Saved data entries
########################################
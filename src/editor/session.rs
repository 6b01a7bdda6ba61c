//! The drag/gesture state machine.
//!
//! A [`DragSession`] exists only between pointer-down and pointer-up. It
//! holds a working copy of one box's geometry and never touches the entity
//! collection itself: live geometry is recomputed from the session plus the
//! current pointer on every frame, and a single [`Commit`] is produced at
//! release. Deleting the target box or switching images mid-gesture simply
//! makes the commit a no-op.

use crate::geometry::{display_to_natural, PixelBox, RelBox, Size};

/// A draw gesture smaller than this (per axis, in display pixels) is
/// discarded instead of creating a box, so accidental clicks don't leave
/// zero-size boxes behind.
pub const MIN_DRAW_EXTENT: f32 = 6.0;

/// Resize affordances: four corners plus four edges.
#[derive(Debug, Clone, Copy, PartialEq, Eq)]
pub enum Handle {
    NorthWest,
    North,
    NorthEast,
    East,
    SouthEast,
    South,
    SouthWest,
    West,
}

impl Handle {
    /// Which edge each axis drags: -1 = left/top, +1 = right/bottom,
    /// 0 = that axis is not dragged.
    fn dirs(self) -> (i8, i8) {
        match self {
            Handle::NorthWest => (-1, -1),
            Handle::North => (0, -1),
            Handle::NorthEast => (1, -1),
            Handle::East => (1, 0),
            Handle::SouthEast => (1, 1),
            Handle::South => (0, 1),
            Handle::SouthWest => (-1, 1),
            Handle::West => (-1, 0),
        }
    }
}

#[derive(Debug, Clone, Copy, PartialEq)]
enum DragKind {
    Move,
    Resize(Handle),
    Draw,
}

/// Everything a session needs to map pointer positions to natural pixels.
#[derive(Debug, Clone, Copy)]
pub struct GestureContext {
    /// Size of the on-screen rectangle the image is drawn into.
    pub display: Size,
    /// The image's natural dimensions.
    pub natural: Size,
    /// Minimum box size during a resize, in natural pixels.
    pub min_box: Size,
}

impl GestureContext {
    pub fn new(display: Size, natural: Size) -> Self {
        Self {
            display,
            natural,
            min_box: Size::new(1.0, 1.0),
        }
    }

    pub fn with_min_box(mut self, min_box: Size) -> Self {
        self.min_box = min_box;
        self
    }
}

/// The result of finishing a gesture.
#[derive(Debug, Clone, Copy, PartialEq)]
pub enum Commit {
    /// Write the final geometry back to an existing box.
    Update { id: u64, rect: RelBox },
    /// A draw gesture produced a new box.
    Create { rect: RelBox },
    /// Too small, or the session was invalidated; nothing to write.
    Discard,
}

/// One in-progress pointer interaction.
#[derive(Debug, Clone)]
pub struct DragSession {
    kind: DragKind,
    /// Target box, `None` while drawing a new one.
    target: Option<u64>,
    /// Pointer-down position in display space, local to the drawn image.
    start: (f32, f32),
    /// Target geometry at pointer-down, in natural pixels.
    origin: PixelBox,
    /// Width:height ratio at pointer-down, preserved under aspect lock.
    aspect: f32,
    aspect_locked: bool,
    /// Editor generation at pointer-down. Switching to another image bumps
    /// the generation, which invalidates any session started before it.
    epoch: u64,
}

impl DragSession {
    pub fn begin_move(id: u64, origin: PixelBox, pointer: (f32, f32), epoch: u64) -> Self {
        Self {
            kind: DragKind::Move,
            target: Some(id),
            start: pointer,
            aspect: aspect_of(origin),
            origin,
            aspect_locked: false,
            epoch,
        }
    }

    pub fn begin_resize(
        id: u64,
        origin: PixelBox,
        handle: Handle,
        pointer: (f32, f32),
        aspect_locked: bool,
        epoch: u64,
    ) -> Self {
        Self {
            kind: DragKind::Resize(handle),
            target: Some(id),
            start: pointer,
            aspect: aspect_of(origin),
            origin,
            aspect_locked,
            epoch,
        }
    }

    pub fn begin_draw(pointer: (f32, f32), epoch: u64) -> Self {
        Self {
            kind: DragKind::Draw,
            target: None,
            start: pointer,
            origin: PixelBox::new(0.0, 0.0, 0.0, 0.0),
            aspect: 1.0,
            aspect_locked: false,
            epoch,
        }
    }

    pub fn target(&self) -> Option<u64> {
        self.target
    }

    pub fn epoch(&self) -> u64 {
        self.epoch
    }

    pub fn is_draw(&self) -> bool {
        self.kind == DragKind::Draw
    }

    /// Live geometry for the current pointer position, in natural pixels.
    ///
    /// Pure: called on every pointer-move (and by the renderer on every
    /// frame) without mutating anything. The result is always fully inside
    /// the image bounds.
    pub fn live_box(&self, pointer: (f32, f32), ctx: &GestureContext) -> PixelBox {
        let natural = ctx.natural.sanitized();
        match self.kind {
            DragKind::Move => {
                let (ddx, ddy) = (pointer.0 - self.start.0, pointer.1 - self.start.1);
                let (ndx, ndy) = display_to_natural(ddx, ddy, ctx.display, natural);
                PixelBox {
                    x: self.origin.x + ndx.round(),
                    y: self.origin.y + ndy.round(),
                    ..self.origin
                }
                .clamp_position(natural)
            }
            DragKind::Resize(handle) => self.resized(handle, pointer, ctx),
            DragKind::Draw => {
                let (sx, sy) = to_natural(self.start, ctx);
                let (cx, cy) = to_natural(pointer, ctx);
                PixelBox {
                    x: sx.min(cx),
                    y: sy.min(cy),
                    w: (cx - sx).abs(),
                    h: (cy - sy).abs(),
                }
            }
        }
    }

    fn resized(&self, handle: Handle, pointer: (f32, f32), ctx: &GestureContext) -> PixelBox {
        let natural = ctx.natural.sanitized();
        let (dx, dy) = handle.dirs();
        let (px, py) = to_natural(pointer, ctx);

        let o = self.origin;
        let (x0, y0, x1, y1) = (o.x, o.y, o.x + o.w, o.y + o.h);

        // Extent measured from the fixed side toward the dragged one.
        let mut w = match dx {
            -1 => x1 - px,
            1 => px - x0,
            _ => o.w,
        };
        let mut h = match dy {
            -1 => y1 - py,
            1 => py - y0,
            _ => o.h,
        };
        w = w.max(ctx.min_box.width);
        h = h.max(ctx.min_box.height);

        // Room available on the dragged side before hitting the image edge.
        // Axes the handle doesn't drag can still change under aspect lock;
        // those grow away from the anchored top-left.
        let avail_w = if dx == -1 { x1 } else { natural.width - x0 };
        let avail_h = if dy == -1 { y1 } else { natural.height - y0 };

        if self.aspect_locked {
            // The dominant axis is the one the pointer changed the most,
            // relatively; the other is rescaled to the starting ratio.
            let horizontal = dx != 0
                && (dy == 0 || (w / o.w - 1.0).abs() >= (h / o.h - 1.0).abs());
            if horizontal {
                h = w / self.aspect;
            } else {
                w = h * self.aspect;
            }
            // Shrink uniformly so both axes fit, keeping the ratio intact.
            let scale = (avail_w / w).min(avail_h / h).min(1.0);
            w *= scale;
            h *= scale;
        } else {
            w = w.min(avail_w);
            h = h.min(avail_h);
        }

        PixelBox {
            x: if dx == -1 { x1 - w } else { x0 },
            y: if dy == -1 { y1 - h } else { y0 },
            w,
            h,
        }
    }

    /// Finish the gesture, producing the single write-back for this session.
    pub fn finish(&self, pointer: (f32, f32), ctx: &GestureContext) -> Commit {
        match (self.kind, self.target) {
            (DragKind::Draw, _) => {
                let spanned_x = (pointer.0 - self.start.0).abs() > MIN_DRAW_EXTENT;
                let spanned_y = (pointer.1 - self.start.1).abs() > MIN_DRAW_EXTENT;
                if spanned_x && spanned_y {
                    Commit::Create {
                        rect: self
                            .live_box(pointer, ctx)
                            .to_relative(ctx.natural)
                            .clamped(),
                    }
                } else {
                    Commit::Discard
                }
            }
            (_, Some(id)) => Commit::Update {
                id,
                rect: self
                    .live_box(pointer, ctx)
                    .to_relative(ctx.natural)
                    .clamped(),
            },
            (_, None) => Commit::Discard,
        }
    }
}

fn aspect_of(origin: PixelBox) -> f32 {
    origin.w.max(1.0) / origin.h.max(1.0)
}

/// Display-local point to natural pixels, clamped inside the image.
fn to_natural(pointer: (f32, f32), ctx: &GestureContext) -> (f32, f32) {
    let natural = ctx.natural.sanitized();
    let (x, y) = display_to_natural(pointer.0, pointer.1, ctx.display, natural);
    (x.clamp(0.0, natural.width), y.clamp(0.0, natural.height))
}

#[cfg(test)]
mod tests {
    use super::*;

    fn ctx_1000x800() -> GestureContext {
        // Display at half scale on both axes.
        GestureContext::new(Size::new(500.0, 400.0), Size::new(1000.0, 800.0))
    }

    #[test]
    fn test_move_translates_without_changing_size() {
        // Display delta (+25, +10) maps to (+50, +20) natural pixels.
        let session = DragSession::begin_move(
            7,
            PixelBox::new(100.0, 160.0, 300.0, 200.0),
            (200.0, 200.0),
            0,
        );
        let live = session.live_box((225.0, 210.0), &ctx_1000x800());
        assert_eq!(live, PixelBox::new(150.0, 180.0, 300.0, 200.0));
    }

    #[test]
    fn test_move_clamps_to_image_bounds() {
        let ctx = ctx_1000x800();
        let session = DragSession::begin_move(
            1,
            PixelBox::new(600.0, 500.0, 300.0, 200.0),
            (0.0, 0.0),
            0,
        );
        // Drag far past the bottom-right corner.
        let live = session.live_box((10_000.0, 10_000.0), &ctx);
        assert_eq!(live, PixelBox::new(700.0, 600.0, 300.0, 200.0));

        // And far past the top-left corner.
        let live = session.live_box((-10_000.0, -10_000.0), &ctx);
        assert_eq!(live, PixelBox::new(0.0, 0.0, 300.0, 200.0));
    }

    #[test]
    fn test_committed_move_stays_in_unit_square() {
        let ctx = ctx_1000x800();
        let session = DragSession::begin_move(
            1,
            PixelBox::new(600.0, 500.0, 300.0, 200.0),
            (0.0, 0.0),
            0,
        );
        match session.finish((2_000.0, -2_000.0), &ctx) {
            Commit::Update { id, rect } => {
                assert_eq!(id, 1);
                assert!(rect.x >= 0.0 && rect.y >= 0.0);
                assert!(rect.x + rect.w <= 1.0 + f32::EPSILON);
                assert!(rect.y + rect.h <= 1.0 + f32::EPSILON);
            }
            other => panic!("expected update, got {other:?}"),
        }
    }

    #[test]
    fn test_resize_southeast_follows_pointer() {
        let ctx = ctx_1000x800();
        let origin = PixelBox::new(100.0, 160.0, 300.0, 200.0);
        let session =
            DragSession::begin_resize(3, origin, Handle::SouthEast, (200.0, 180.0), false, 0);
        // Pointer at display (300, 280) -> natural (600, 560).
        let live = session.live_box((300.0, 280.0), &ctx);
        assert_eq!(live, PixelBox::new(100.0, 160.0, 500.0, 400.0));
    }

    #[test]
    fn test_resize_northwest_keeps_opposite_corner() {
        let ctx = ctx_1000x800();
        let origin = PixelBox::new(100.0, 160.0, 300.0, 200.0);
        let session =
            DragSession::begin_resize(3, origin, Handle::NorthWest, (50.0, 80.0), false, 0);
        let live = session.live_box((25.0, 40.0), &ctx);
        // Bottom-right corner (400, 360) must not move.
        assert_eq!(live.x + live.w, 400.0);
        assert_eq!(live.y + live.h, 360.0);
        assert_eq!(live, PixelBox::new(50.0, 80.0, 350.0, 280.0));
    }

    #[test]
    fn test_resize_enforces_minimum_size() {
        let ctx = ctx_1000x800();
        let origin = PixelBox::new(100.0, 160.0, 300.0, 200.0);
        let session =
            DragSession::begin_resize(3, origin, Handle::SouthEast, (0.0, 0.0), false, 0);
        // Drag the SE handle all the way past the NW corner.
        let live = session.live_box((0.0, 0.0), &ctx);
        assert_eq!(live.w, 1.0);
        assert_eq!(live.h, 1.0);
    }

    #[test]
    fn test_resize_never_leaves_the_image() {
        let ctx = ctx_1000x800();
        let origin = PixelBox::new(700.0, 500.0, 200.0, 200.0);
        let session =
            DragSession::begin_resize(3, origin, Handle::SouthEast, (450.0, 350.0), false, 0);
        let live = session.live_box((5_000.0, 5_000.0), &ctx);
        assert!(live.x + live.w <= 1000.0);
        assert!(live.y + live.h <= 800.0);
    }

    #[test]
    fn test_aspect_lock_preserves_starting_ratio() {
        let ctx = ctx_1000x800();
        let origin = PixelBox::new(100.0, 100.0, 300.0, 200.0); // ratio 1.5
        let session =
            DragSession::begin_resize(3, origin, Handle::SouthEast, (200.0, 150.0), true, 0);

        for pointer in [(400.0, 160.0), (260.0, 300.0), (350.0, 350.0)] {
            let live = session.live_box(pointer, &ctx);
            assert!(
                (live.w / live.h - 1.5).abs() < 1e-4,
                "ratio drifted at {pointer:?}: {live:?}"
            );
        }
    }

    #[test]
    fn test_aspect_lock_holds_even_when_clamped() {
        let ctx = ctx_1000x800();
        let origin = PixelBox::new(600.0, 500.0, 300.0, 200.0); // ratio 1.5
        let session =
            DragSession::begin_resize(3, origin, Handle::SouthEast, (450.0, 350.0), true, 0);
        let live = session.live_box((5_000.0, 5_000.0), &ctx);
        assert!(live.x + live.w <= 1000.0);
        assert!(live.y + live.h <= 800.0);
        assert!((live.w / live.h - 1.5).abs() < 1e-4, "{live:?}");
    }

    #[test]
    fn test_draw_normalizes_drag_direction() {
        let ctx = ctx_1000x800();
        // Drag up-left from the start point.
        let session = DragSession::begin_draw((200.0, 200.0), 0);
        let live = session.live_box((100.0, 120.0), &ctx);
        assert_eq!(live, PixelBox::new(200.0, 240.0, 200.0, 160.0));
    }

    #[test]
    fn test_tiny_draw_is_discarded() {
        let ctx = ctx_1000x800();
        let session = DragSession::begin_draw((200.0, 200.0), 0);
        // 5 display pixels of travel is below the threshold on both axes.
        assert_eq!(session.finish((205.0, 205.0), &ctx), Commit::Discard);
        // Even a long horizontal drag is discarded if the other axis is tiny.
        assert_eq!(session.finish((400.0, 203.0), &ctx), Commit::Discard);
    }

    #[test]
    fn test_big_enough_draw_creates_a_box() {
        let ctx = ctx_1000x800();
        let session = DragSession::begin_draw((100.0, 100.0), 0);
        match session.finish((200.0, 180.0), &ctx) {
            Commit::Create { rect } => {
                assert!((rect.x - 0.2).abs() < 1e-3);
                assert!((rect.y - 0.25).abs() < 1e-3);
                assert!((rect.w - 0.2).abs() < 1e-3);
                assert!((rect.h - 0.2).abs() < 1e-3);
            }
            other => panic!("expected create, got {other:?}"),
        }
    }
}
########################################
=== YOUR TASK ===
A single number is the whole answer here: the number of lines in the data containing "back".

=== ANSWER SPACE ===
2